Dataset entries
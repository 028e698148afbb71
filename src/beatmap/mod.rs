//! Beatmap object model
//!
//! Parsing real beatmap formats lives elsewhere; this module holds the ordered
//! object list the dance core reads, its JSON form, and a seeded generator for
//! demos and tests.

pub mod object;

pub use object::{HitObject, HoldPath, ObjectKind};

use std::rc::Rc;

use glam::Vec2;
use rand::{Rng, SeedableRng};
use rand_pcg::Pcg32;
use serde::{Deserialize, Serialize};

use crate::consts::{MAX_HOLD_SPANS, PLAYFIELD_CENTER, PLAYFIELD_HEIGHT, PLAYFIELD_WIDTH};
use crate::error::Result;

/// Supplies a fresh snapshot of the beatmap's objects
///
/// The returned objects must not change when the source is mutated later.
pub trait ObjectSource {
    fn objects_copy(&self) -> Vec<Rc<HitObject>>;
}

/// An ordered list of timed objects
#[derive(Debug, Clone, Default, PartialEq, Serialize, Deserialize)]
pub struct Beatmap {
    #[serde(default)]
    pub title: String,
    pub objects: Vec<HitObject>,
}

impl Beatmap {
    /// Build a beatmap, stable-sorting objects by start time
    ///
    /// Objects ending before they start are clamped to end at their start,
    /// and hold repeats are capped, the same way the object constructors do.
    pub fn new(title: impl Into<String>, mut objects: Vec<HitObject>) -> Self {
        for obj in &mut objects {
            if obj.end_time < obj.start_time {
                log::warn!(
                    "Object {} ends before it starts ({} < {}), clamping",
                    obj.id,
                    obj.end_time,
                    obj.start_time
                );
                obj.end_time = obj.start_time;
            }
            if let ObjectKind::Hold { path } = &mut obj.kind {
                if path.spans == 0 || path.spans > MAX_HOLD_SPANS {
                    log::warn!("Object {} has {} repeats, clamping", obj.id, path.spans);
                    path.spans = path.spans.clamp(1, MAX_HOLD_SPANS);
                }
            }
        }

        let sorted = objects
            .windows(2)
            .all(|w| w[0].start_time <= w[1].start_time);
        if !sorted {
            log::warn!("Beatmap objects were not time-ordered, sorting");
            objects.sort_by(|a, b| a.start_time.total_cmp(&b.start_time));
        }
        Self {
            title: title.into(),
            objects,
        }
    }

    /// Parse the JSON form (`{ "title": ..., "objects": [...] }`)
    pub fn from_json(json: &str) -> Result<Self> {
        let raw: Beatmap = serde_json::from_str(json)?;
        Ok(Self::new(raw.title, raw.objects))
    }

    /// Load the JSON form from disk
    pub fn load(path: impl AsRef<std::path::Path>) -> Result<Self> {
        let json = std::fs::read_to_string(path.as_ref())?;
        let map = Self::from_json(&json)?;
        log::info!(
            "Loaded beatmap '{}' ({} objects) from {}",
            map.title,
            map.objects.len(),
            path.as_ref().display()
        );
        Ok(map)
    }

    /// Deterministic synthetic beatmap
    ///
    /// Mostly points, with some holds and the occasional spin zone.
    pub fn generate(seed: u64, count: usize) -> Self {
        let mut rng = Pcg32::seed_from_u64(seed);
        let margin = 32.0;
        let random_pos = |rng: &mut Pcg32| {
            Vec2::new(
                rng.random_range(margin..PLAYFIELD_WIDTH - margin),
                rng.random_range(margin..PLAYFIELD_HEIGHT - margin),
            )
        };

        let mut objects = Vec::with_capacity(count);
        let mut time = 1000.0;
        for id in 0..count as u32 {
            let roll = rng.random_range(0..20u32);
            let obj = match roll {
                0 => {
                    let duration = rng.random_range(1000.0..2000.0);
                    HitObject::spin_zone(id, time, time + duration, PLAYFIELD_CENTER)
                }
                1..=4 => {
                    let segments = rng.random_range(1..=3usize);
                    let points = (0..=segments).map(|_| random_pos(&mut rng)).collect();
                    let spans = rng.random_range(1..=2u32);
                    let duration = rng.random_range(300.0..800.0) * spans as f64;
                    HitObject::hold(id, time, time + duration, HoldPath::new(points, spans))
                }
                _ => HitObject::point(id, time, random_pos(&mut rng)),
            };
            time = obj.end_time + rng.random_range(150.0..450.0);
            objects.push(obj);
        }

        Self::new(format!("generated-{seed}"), objects)
    }

    /// First start and last end (None when empty)
    pub fn time_span(&self) -> Option<(f64, f64)> {
        let first = self.objects.first()?.start_time;
        let last = self
            .objects
            .iter()
            .map(|o| o.end_time)
            .fold(f64::NEG_INFINITY, f64::max);
        Some((first, last))
    }
}

impl ObjectSource for Beatmap {
    fn objects_copy(&self) -> Vec<Rc<HitObject>> {
        self.objects.iter().cloned().map(Rc::new).collect()
    }
}

#[cfg(test)]
mod tests {
    use super::*;

    #[test]
    fn test_new_sorts_stably() {
        let map = Beatmap::new(
            "t",
            vec![
                HitObject::point(0, 200.0, Vec2::ZERO),
                HitObject::point(1, 100.0, Vec2::ZERO),
                HitObject::point(2, 100.0, Vec2::ONE),
            ],
        );
        let ids: Vec<u32> = map.objects.iter().map(|o| o.id).collect();
        assert_eq!(ids, vec![1, 2, 0]);
    }

    #[test]
    fn test_generate_is_deterministic() {
        let a = Beatmap::generate(42, 64);
        let b = Beatmap::generate(42, 64);
        assert_eq!(a, b);
        assert_eq!(a.objects.len(), 64);
        assert!(a.objects.windows(2).all(|w| w[0].end_time < w[1].start_time));
    }

    #[test]
    fn test_objects_copy_is_a_snapshot() {
        let mut map = Beatmap::new("t", vec![HitObject::point(0, 0.0, Vec2::ZERO)]);
        let snapshot = map.objects_copy();
        map.objects[0].start_time = 500.0;
        map.objects.push(HitObject::point(1, 600.0, Vec2::ONE));
        assert_eq!(snapshot.len(), 1);
        assert_eq!(snapshot[0].start_time, 0.0);
    }

    #[test]
    fn test_from_json_clamps_inverted_times() {
        let json = r#"{
            "objects": [
                { "id": 0, "start_time": 0.0, "end_time": 0.0, "type": "point", "pos": [0.0, 0.0] },
                { "id": 1, "start_time": 1000.0, "end_time": 500.0, "type": "point", "pos": [100.0, 0.0] },
                { "id": 2, "start_time": 2000.0, "end_time": 2000.0, "type": "point", "pos": [200.0, 0.0] },
                { "id": 3, "start_time": 3000.0, "end_time": 3500.0, "type": "hold",
                  "path": { "points": [[0.0, 0.0], [10.0, 0.0]], "spans": 4000000000 } }
            ]
        }"#;
        let map = Beatmap::from_json(json).unwrap();
        assert_eq!(map.objects[1].end_time, 1000.0);
        match &map.objects[3].kind {
            ObjectKind::Hold { path } => assert_eq!(path.spans, MAX_HOLD_SPANS),
            other => panic!("expected hold, got {other:?}"),
        }
    }

    #[test]
    fn test_from_json() {
        let json = r#"{
            "title": "two",
            "objects": [
                { "id": 0, "start_time": 0.0, "end_time": 0.0, "type": "point", "pos": [0.0, 0.0] },
                { "id": 1, "start_time": 100.0, "end_time": 500.0, "type": "spin_zone", "center": [256.0, 192.0] }
            ]
        }"#;
        let map = Beatmap::from_json(json).unwrap();
        assert_eq!(map.objects.len(), 2);
        assert!(map.objects[1].is_spin_zone());
        assert_eq!(map.time_span(), Some((0.0, 500.0)));
    }
}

# Your instructions
Retype every entry exactly.

# Result for this task
repository 028e698148afbb71
filename src/beatmap/mod.rs
//! Beatmap object model
//!
//! Parsing real beatmap formats lives elsewhere; this module holds the ordered
//! object list the dance core reads, its JSON form, and a seeded generator for
//! demos and tests.

pub mod object;

pub use object::{HitObject, HoldPath, ObjectKind};

use std::rc::Rc;

use glam::Vec2;
use rand::{Rng, SeedableRng};
use rand_pcg::Pcg32;
use serde::{Deserialize, Serialize};

use crate::consts::{MAX_HOLD_SPANS, PLAYFIELD_CENTER, PLAYFIELD_HEIGHT, PLAYFIELD_WIDTH};
use crate::error::Result;

/// Supplies a fresh snapshot of the beatmap's objects
///
/// The returned objects must not change when the source is mutated later.
pub trait ObjectSource {
    fn objects_copy(&self) -> Vec<Rc<HitObject>>;
}

/// An ordered list of timed objects
#[derive(Debug, Clone, Default, PartialEq, Serialize, Deserialize)]
pub struct Beatmap {
    #[serde(default)]
    pub title: String,
    pub objects: Vec<HitObject>,
}

impl Beatmap {
    /// Build a beatmap, stable-sorting objects by start time
    ///
    /// Objects ending before they start are clamped to end at their start,
    /// and hold repeats are capped, the same way the object constructors do.
    pub fn new(title: impl Into<String>, mut objects: Vec<HitObject>) -> Self {
        for obj in &mut objects {
            if obj.end_time < obj.start_time {
                log::warn!(
                    "Object {} ends before it starts ({} < {}), clamping",
                    obj.id,
                    obj.end_time,
                    obj.start_time
                );
                obj.end_time = obj.start_time;
            }
            if let ObjectKind::Hold { path } = &mut obj.kind {
                if path.spans == 0 || path.spans > MAX_HOLD_SPANS {
                    log::warn!("Object {} has {} repeats, clamping", obj.id, path.spans);
                    path.spans = path.spans.clamp(1, MAX_HOLD_SPANS);
                }
            }
        }

        let sorted = objects
            .windows(2)
            .all(|w| w[0].start_time <= w[1].start_time);
        if !sorted {
            log::warn!("Beatmap objects were not time-ordered, sorting");
            objects.sort_by(|a, b| a.start_time.total_cmp(&b.start_time));
        }
        Self {
            title: title.into(),
            objects,
        }
    }

    /// Parse the JSON form (`{ "title": ..., "objects": [...] }`)
    pub fn from_json(json: &str) -> Result<Self> {
        let raw: Beatmap = serde_json::from_str(json)?;
        Ok(Self::new(raw.title, raw.objects))
    }

    /// Load the JSON form from disk
    pub fn load(path: impl AsRef<std::path::Path>) -> Result<Self> {
        let json = std::fs::read_to_string(path.as_ref())?;
        let map = Self::from_json(&json)?;
        log::info!(
            "Loaded beatmap '{}' ({} objects) from {}",
            map.title,
            map.objects.len(),
            path.as_ref().display()
        );
        Ok(map)
    }

    /// Deterministic synthetic beatmap
    ///
    /// Mostly points, with some holds and the occasional spin zone.
    pub fn generate(seed: u64, count: usize) -> Self {
        let mut rng = Pcg32::seed_from_u64(seed);
        let margin = 32.0;
        let random_pos = |rng: &mut Pcg32| {
            Vec2::new(
                rng.random_range(margin..PLAYFIELD_WIDTH - margin),
                rng.random_range(margin..PLAYFIELD_HEIGHT - margin),
            )
        };

        let mut objects = Vec::with_capacity(count);
        let mut time = 1000.0;
        for id in 0..count as u32 {
            let roll = rng.random_range(0..20u32);
            let obj = match roll {
                0 => {
                    let duration = rng.random_range(1000.0..2000.0);
                    HitObject::spin_zone(id, time, time + duration, PLAYFIELD_CENTER)
                }
                1..=4 => {
                    let segments = rng.random_range(1..=3usize);
                    let points = (0..=segments).map(|_| random_pos(&mut rng)).collect();
                    let spans = rng.random_range(1..=2u32);
                    let duration = rng.random_range(300.0..800.0) * spans as f64;
                    HitObject::hold(id, time, time + duration, HoldPath::new(points, spans))
                }
                _ => HitObject::point(id, time, random_pos(&mut rng)),
            };
            time = obj.end_time + rng.random_range(150.0..450.0);
            objects.push(obj);
        }

        Self::new(format!("generated-{seed}"), objects)
    }

    /// First start and last end (None when empty)
    pub fn time_span(&self) -> Option<(f64, f64)> {
        let first = self.objects.first()?.start_time;
        let last = self
            .objects
            .iter()
            .map(|o| o.end_time)
            .fold(f64::NEG_INFINITY, f64::max);
        Some((first, last))
    }
}

impl ObjectSource for Beatmap {
    fn objects_copy(&self) -> Vec<Rc<HitObject>> {
        self.objects.iter().cloned().map(Rc::new).collect()
    }
}

#[cfg(test)]
mod tests {
    use super::*;

    #[test]
    fn test_new_sorts_stably() {
        let map = Beatmap::new(
            "t",
            vec![
                HitObject::point(0, 200.0, Vec2::ZERO),
                HitObject::point(1, 100.0, Vec2::ZERO),
                HitObject::point(2, 100.0, Vec2::ONE),
            ],
        );
        let ids: Vec<u32> = map.objects.iter().map(|o| o.id).collect();
        assert_eq!(ids, vec![1, 2, 0]);
    }

    #[test]
    fn test_generate_is_deterministic() {
        let a = Beatmap::generate(42, 64);
        let b = Beatmap::generate(42, 64);
        assert_eq!(a, b);
        assert_eq!(a.objects.len(), 64);
        assert!(a.objects.windows(2).all(|w| w[0].end_time < w[1].start_time));
    }

    #[test]
    fn test_objects_copy_is_a_snapshot() {
        let mut map = Beatmap::new("t", vec![HitObject::point(0, 0.0, Vec2::ZERO)]);
        let snapshot = map.objects_copy();
        map.objects[0].start_time = 500.0;
        map.objects.push(HitObject::point(1, 600.0, Vec2::ONE));
        assert_eq!(snapshot.len(), 1);
        assert_eq!(snapshot[0].start_time, 0.0);
    }

    #[test]
    fn test_from_json_clamps_inverted_times() {
        let json = r#"{
            "objects": [
                { "id": 0, "start_time": 0.0, "end_time": 0.0, "type": "point", "pos": [0.0, 0.0] },
                { "id": 1, "start_time": 1000.0, "end_time": 500.0, "type": "point", "pos": [100.0, 0.0] },
                { "id": 2, "start_time": 2000.0, "end_time": 2000.0, "type": "point", "pos": [200.0, 0.0] },
                { "id": 3, "start_time": 3000.0, "end_time": 3500.0, "type": "hold",
                  "path": { "points": [[0.0, 0.0], [10.0, 0.0]], "spans": 4000000000 } }
            ]
        }"#;
        let map = Beatmap::from_json(json).unwrap();
        assert_eq!(map.objects[1].end_time, 1000.0);
        match &map.objects[3].kind {
            ObjectKind::Hold { path } => assert_eq!(path.spans, MAX_HOLD_SPANS),
            other => panic!("expected hold, got {other:?}"),
        }
    }

    #[test]
    fn test_from_json() {
        let json = r#"{
            "title": "two",
            "objects": [
                { "id": 0, "start_time": 0.0, "end_time": 0.0, "type": "point", "pos": [0.0, 0.0] },
                { "id": 1, "start_time": 100.0, "end_time": 500.0, "type": "spin_zone", "center": [256.0, 192.0] }
            ]
        }"#;
        let map = Beatmap::from_json(json).unwrap();
        assert_eq!(map.objects.len(), 2);
        assert!(map.objects[1].is_spin_zone());
        assert_eq!(map.time_span(), Some((0.0, 500.0)));
    }
}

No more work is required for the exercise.